Of course, the mouse data suggest that the original gene, the one that contains the variations in its junk DNA, may also play
a role in obesity and metabolism. So we could ask if, in practical terms, it really matters how the single base pair changes bring about their effects. But there is a way in which this matters a lot, and that’s in the field of drug discovery.
One of the many problems in developing new drugs is that frequently some patients will respond to a drug and others won’t. This adds a lot of additional expense. It means that pharmaceutical companies have to run very large clinical trials to see if their drug works, because they have to test it in all-comers. It also means that it’s expensive to use the drug in clinical practice, because the doctor will give it to all patients with the relevant condition, but it will only work in some of them.
These days, pharmaceutical companies are all trying to create something called ‘personalised medicine’. This means that they try to develop drugs for situations where they know very early on which patients they want to treat, usually based on their genetic background. This can be very effective. It means drugs cost less money to develop, are usually licensed faster, and are only given to patients who are likely to benefit. This is an advantage for the health care providers because they aren’t wasting money treating people who won’t respond.
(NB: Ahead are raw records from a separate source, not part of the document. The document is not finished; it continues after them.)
impl<K: Object> Mirror<K> {
    /// Creates an empty, unsynced mirror.
    pub fn new(config: &ControllerConfig) -> Self {
        let (synced, _) = watch::channel(false);
        Self {
            state: RwLock::new(MirrorState {
                items: HashMap::new(),
                tombstones: HashMap::new(),
                resource_version: String::new(),
            }),
            synced,
            tombstone_ttl: config.tombstone_ttl,
            list_backoff_initial: config.list_backoff_initial,
            list_backoff_max: config.list_backoff_max,
            list_failure_budget: config.list_failure_budget,
            resync_period: config.resync_period,
        }
    }

    fn read(&self) -> RwLockReadGuard<'_, MirrorState<K>> {
        self.state.read().unwrap_or_else(PoisonError::into_inner)
    }

    fn write(&self) -> RwLockWriteGuard<'_, MirrorState<K>> {
        self.state.write().unwrap_or_else(PoisonError::into_inner)
    }

    /// Current state of `key`, if it is live.
    pub fn get_by_key(&self, key: &ResourceKey) -> Option<Arc<K>> {
        self.read().items.get(key).cloned()
    }

    /// Current state of `key`, or its final state if it was deleted less
    /// than `tombstone_ttl` ago.
    pub fn last_known(&self, key: &ResourceKey) -> Option<Arc<K>> {
        let state = self.read();
        state
            .items
            .get(key)
            .or_else(|| {
                state
                    .tombstones
                    .get(key)
                    .filter(|tombstone| tombstone.deleted_at.elapsed() < self.tombstone_ttl)
                    .map(|tombstone| &tombstone.object)
            })
            .cloned()
    }

    /// Drops tombstones older than `tombstone_ttl`.
    pub fn prune_tombstones(&self) {
        self.write().prune_tombstones(self.tombstone_ttl);
    }

    #[cfg(test)]
    pub(crate) fn tombstone_count(&self) -> usize {
        self.read().tombstones.len()
    }

    /// Keys of every live object.
    pub fn keys(&self) -> Vec<ResourceKey> {
        self.read().items.keys().cloned().collect()
    }

    /// Number of live objects.
    pub fn len(&self) -> usize {
        self.read().items.len()
    }

    /// Whether the mirror holds no live objects.
    pub fn is_empty(&self) -> bool {
        self.len() == 0
    }

    /// Last resource version applied.
    pub fn resource_version(&self) -> String {
        self.read().resource_version.clone()
    }

    /// Whether the initial listing has been fully applied.
    pub fn has_synced(&self) -> bool {
        *self.synced.borrow()
    }

    /// Subscribes to the synced flag.
    pub fn subscribe_synced(&self) -> watch::Receiver<bool> {
        self.synced.subscribe()
    }

    /// Waits until the initial listing has been applied.
    pub async fn wait_for_sync(&self) {
        let mut synced = self.synced.subscribe();
        // The sender lives in `self`, so the channel cannot close while we wait.
        let _ = synced.wait_for(|synced| *synced).await;
    }

    /// Replaces the whole content with `listing`.
    ///
    /// New keys produce `Added`, keys already present produce `Updated`, and
    /// keys missing from the listing produce `Deleted` with their last state.
    /// Marks the mirror synced once every change has been delivered.
    pub fn replace(&self, listing: Listing<K>, detector: &ChangeDetector<K>) {
        let changes = {
            let mut state = self.write();
            let mut previous = std::mem::take(&mut state.items);
            let mut changes = Vec::with_capacity(listing.items.len());

            for item in listing.items {
                let key = match ResourceKey::for_object(&item) {
                    Ok(key) => key,
                    Err(e) => {
                        warn!("Skipping listed object: {}", e);
                        continue;
                    }
                };
                let object = Arc::new(item);
                let kind = if previous.remove(&key).is_some() {
                    EventKind::Updated
                } else {
                    EventKind::Added
                };
                state.tombstones.remove(&key);
                state.items.insert(key, Arc::clone(&object));
                changes.push((kind, object));
            }

            let mut vanished: Vec<_> = previous.into_iter().collect();
            vanished.sort_by(|(a, _), (b, _)| a.cmp(b));
            for (key, object) in vanished {
                state.bury(key, Arc::clone(&object));
                changes.push((EventKind::Deleted, object));
            }

            state.resource_version = listing.resource_version;
            state.prune_tombstones(self.tombstone_ttl);
            changes
        };

        for (kind, object) in changes {
            detector.observe(kind, object);
        }
        self.synced.send_replace(true);
    }

    /// Applies one watch notification and emits its event.
    pub fn apply(&self, notification: Notification<K>, detector: &ChangeDetector<K>) {
        let (kind, object) = {
            let mut state = self.write();
            state.prune_tombstones(self.tombstone_ttl);

            let (kind, object) = match notification {
                Notification::Bookmark(version) => {
                    state.resource_version = version;
                    return;
                }
                Notification::Added(obj) | Notification::Modified(obj) => {
                    let object = Arc::new(obj);
                    let key = match ResourceKey::for_object(object.as_ref()) {
                        Ok(key) => key,
                        Err(e) => {
                            warn!("Skipping watched object: {}", e);
                            return;
                        }
                    };
                    state.tombstones.remove(&key);
                    let kind = match state.items.insert(key, Arc::clone(&object)) {
                        Some(_) => EventKind::Updated,
                        None => EventKind::Added,
                    };
                    (kind, object)
                }
                Notification::Deleted(obj) => {
                    let object = Arc::new(obj);
                    if let Ok(key) = ResourceKey::for_object(object.as_ref()) {
                        if state.items.remove(&key).is_none() {
                            debug!("Delete for {} which is not in the mirror", key);
                        }
                        state.bury(key, Arc::clone(&object));
                    }
                    (EventKind::Deleted, object)
                }
            };

            if let Some(version) = object.resource_version() {
                state.resource_version = version;
            }
            (kind, object)
        };

        detector.observe(kind, object);
    }

    /// Re-emits `Updated` for every live object.
    pub fn resync(&self, detector: &ChangeDetector<K>) {
        let mut objects: Vec<_> = self.read().items.iter().map(|(k, v)| (k.clone(), Arc::clone(v))).collect();
        objects.sort_by(|(a, _), (b, _)| a.cmp(b));
        debug!("Resyncing {} objects", objects.len());
        for (_, object) in objects {
            detector.observe(EventKind::Updated, object);
        }
    }

    /// Runs the list-and-watch loop until `stop` is cancelled.
    ///
    /// Transport errors are retried with exponential backoff. Before the
    /// first successful sync, a configured failure budget turns repeated
    /// list failures into [`ControllerError::SyncBudgetExhausted`]; after it,
    /// retries are unbounded.
    ///
    /// Watch failures, and watches that end without producing anything, back
    /// off on their own schedule. It only resets once a watch delivers a
    /// notification, so a successful relist does not shorten it.
    pub async fn run(
        &self,
        source: &dyn ResourceSource<K>,
        detector: &ChangeDetector<K>,
        stop: &CancellationToken,
    ) -> Result<(), ControllerError> {
        info!("Starting {} mirror sync loop", K::kind(&()));

        let mut list_backoff = ExponentialBackoff::new(self.list_backoff_initial, self.list_backoff_max);
        let mut watch_backoff = ExponentialBackoff::new(self.list_backoff_initial, self.list_backoff_max);
        let mut timers = WatchTimers {
            resync: self.resync_period.map(delayed_interval),
            sweep: delayed_interval(self.tombstone_ttl.max(Duration::from_secs(1))),
        };

        loop {
            let Some(listing) = self.list_with_retry(source, &mut list_backoff, stop).await? else {
                return Ok(());
            };
            let count = listing.items.len();
            self.replace(listing, detector);
            info!("{} mirror synced: {} objects at version {:?}", K::kind(&()), count, self.resource_version());

            loop {
                let version = self.resource_version();
                let outcome = self
                    .watch_once(source, &version, detector, stop, &mut timers, &mut watch_backoff)
                    .await;
                let relist = match outcome {
                    Ok(WatchOutcome::Stopped) => return Ok(()),
                    Ok(WatchOutcome::Closed { delivered: true }) => {
                        debug!("Watch closed at version {:?}, resuming", version);
                        continue;
                    }
                    Ok(WatchOutcome::Expired { delivered: true }) => {
                        info!("Resource version {:?} expired, relisting", version);
                        break;
                    }
                    Ok(WatchOutcome::Closed { delivered: false }) => false,
                    Ok(WatchOutcome::Expired { delivered: false }) => true,
                    Err(SourceError::Fatal(msg)) => return Err(SourceError::Fatal(msg).into()),
                    Err(e) => {
                        warn!(error = %e, "Watch failed at version {:?}", version);
                        true
                    }
                };

                let delay = watch_backoff.next_backoff();
                debug!(
                    delay_ms = delay.as_millis(),
                    relist,
                    "Watch at version {:?} made no progress, backing off",
                    version
                );
                tokio::select! {
                    () = stop.cancelled() => return Ok(()),
                    () = tokio::time::sleep(delay) => {}
                }
                if relist {
                    break;
                }
            }
        }
    }

    async fn list_with_retry(
        &self,
        source: &dyn ResourceSource<K>,
        backoff: &mut ExponentialBackoff,
        stop: &CancellationToken,
    ) -> Result<Option<Listing<K>>, ControllerError> {
        let mut failures = 0u32;
        loop {
            let result = tokio::select! {
                () = stop.cancelled() => return Ok(None),
                result = source.list() => result,
            };
            let error = match result {
                Ok(listing) => {
                    backoff.reset();
                    return Ok(Some(listing));
                }
                Err(SourceError::Fatal(msg)) => return Err(SourceError::Fatal(msg).into()),
                Err(e) => e,
            };

            failures = failures.saturating_add(1);
            if let Some(budget) = self.list_failure_budget {
                if !self.has_synced() && failures >= budget {
                    return Err(ControllerError::SyncBudgetExhausted {
                        attempts: failures,
                        source: error,
                    });
                }
            }

            let delay = backoff.next_backoff();
            warn!(
                attempt = failures,
                error = %error,
                delay_ms = delay.as_millis(),
                "List failed, retrying"
            );
            tokio::select! {
                () = stop.cancelled() => return Ok(None),
                () = tokio::time::sleep(delay) => {}
            }
        }
    }

    async fn watch_once(
        &self,
        source: &dyn ResourceSource<K>,
        version: &str,
        detector: &ChangeDetector<K>,
        stop: &CancellationToken,
        timers: &mut WatchTimers,
        backoff: &mut ExponentialBackoff,
    ) -> Result<WatchOutcome, SourceError> {
        let mut stream = tokio::select! {
            () = stop.cancelled() => return Ok(WatchOutcome::Stopped),
            stream = source.watch(version) => match stream {
                Ok(stream) => stream,
                Err(SourceError::Gone(_)) => return Ok(WatchOutcome::Expired { delivered: false }),
                Err(e) => return Err(e),
            },
        };

        let mut delivered = false;
        loop {
            tokio::select! {
                () = stop.cancelled() => return Ok(WatchOutcome::Stopped),
                () = next_tick(&mut timers.resync) => self.resync(detector),
                _ = timers.sweep.tick() => self.prune_tombstones(),
                item = stream.next() => match item {
                    None => return Ok(WatchOutcome::Closed { delivered }),
                    Some(Ok(notification)) => {
                        if !delivered {
                            delivered = true;
                            backoff.reset();
                        }
                        self.apply(notification, detector);
                    }
                    Some(Err(SourceError::Gone(_))) => return Ok(WatchOutcome::Expired { delivered }),
                    Some(Err(e)) => return Err(e),
                },
            }
        }
    }
}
It’s also potentially better for the patients, as all drugs have possible side effects, and there’s no point having the risk of side effects if there is very little likelihood of receiving benefit.
22
There have been real successes in this approach, most notably in drugs for breast cancer,
23
a blood cancer
24
and most recently lung cancer.
25
The critical step in developing personalised medicines is to identify a reliable biomarker. The biomarker tells you which of your potential patients should respond to your drug. Ideally, you want a situation where 100 per cent of people with the relevant biomarker will respond to the drug. The problems start if you have the right biomarker for the disease, but you link it with the wrong target. You will create a drug and then be stuck wondering why
patients who ‘should’ respond, don’t. It will be because there is a break in the circle of relationships, as shown in Figure 15.3.
Figure 15.3
On the left-hand side there is a perfect relationship between the biomarker, target and disease. On the right-hand side there is no relationship between the target and the presence or absence of the particular biomarker. Under these conditions the biomarker is useless for predicting which patients with the disease will respond to a drug developed against the target.
The potential market for obesity drugs is, with no pun intended, huge. It’s likely some companies had already started drug discovery programmes against the original target, which they will now be either terminating, or trying to find a way to salvage. In the meantime, portion control and a bit of exercise remain our best bet.
Footnotes
a
The protein is called Sonic Hedgehog, symbol SHH. Researchers went through a phase of giving genes apparently comic names. This is now discouraged as it’s suddenly not so amusing if a genetic counsellor has to pass on a whimsical gene name to the parents of a child with a severe genetic condition.
b
The enhancer region is called ZRS and is found on the long arm of chromosome 7.
c
This transcription factor is called Six3.
d
This transcription factor is called GATA6.
e
This transcription factor is called PTF1A.
f
This variant base pair has the catchy name of rs12913932.
g
This gene is called OCA2.
h
This approach to finding disease/trait-associated genes and variants is known as GWAS – genome-wide association studies.